use anyhow::Result;
use jukebox_common::{PlaybackSnapshot, Track};
use jukebox_proto::api::{
    PlayTrackRequest, SearchQuery, SearchResponse, VolumeRequest, VolumeResponse,
};

use super::status::describe_playback;
use crate::client::ApiClient;

pub async fn current(client: &ApiClient) -> Result<()> {
    let playback: Option<PlaybackSnapshot> = client.get("/player/current").await?;
    println!("{}", describe_playback(playback.as_ref()));
    Ok(())
}

/// Send one of the bodiless transport commands: play, pause, next, previous
pub async fn transport(client: &ApiClient, action: &str) -> Result<()> {
    client.post_action(&format!("/player/{}", action), &serde_json::json!({})).await?;
    println!("OK: {}", action);
    Ok(())
}

pub async fn volume(client: &ApiClient, volume_percent: u8) -> Result<()> {
    let response: VolumeResponse =
        client.post("/player/volume", &VolumeRequest { volume_percent }).await?;

    if response.volume_percent < volume_percent {
        println!("Volume set to {}% (capped by parental limit)", response.volume_percent);
    } else {
        println!("Volume set to {}%", response.volume_percent);
    }
    Ok(())
}

pub async fn play_track(client: &ApiClient, uri: &str) -> Result<()> {
    client.post_action("/player/track", &PlayTrackRequest { uri: uri.to_string() }).await?;
    println!("Playing {}", uri);
    Ok(())
}

pub async fn search(client: &ApiClient, query: &str, limit: Option<u32>) -> Result<()> {
    let params = SearchQuery { q: query.to_string(), limit };
    let response: SearchResponse = client.get_query("/player/search", &params).await?;

    if response.tracks.is_empty() {
        println!("No tracks found for '{}'", query);
    } else {
        for (i, track) in response.tracks.iter().enumerate() {
            println!("  {:>2}. {}", i + 1, track_line(track));
        }
    }

    if response.filtered_out > 0 {
        println!("\n{} result(s) hidden by the content filter", response.filtered_out);
    }
    Ok(())
}

fn track_line(track: &Track) -> String {
    let explicit = if track.explicit { " [E]" } else { "" };
    format!("{}{}  {}", track.favorite_key(), explicit, track.uri)
}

* * *

Count how many lines above carry the word "VolumeResponse". Only the number is required.

**ANSWER SECTION:**
2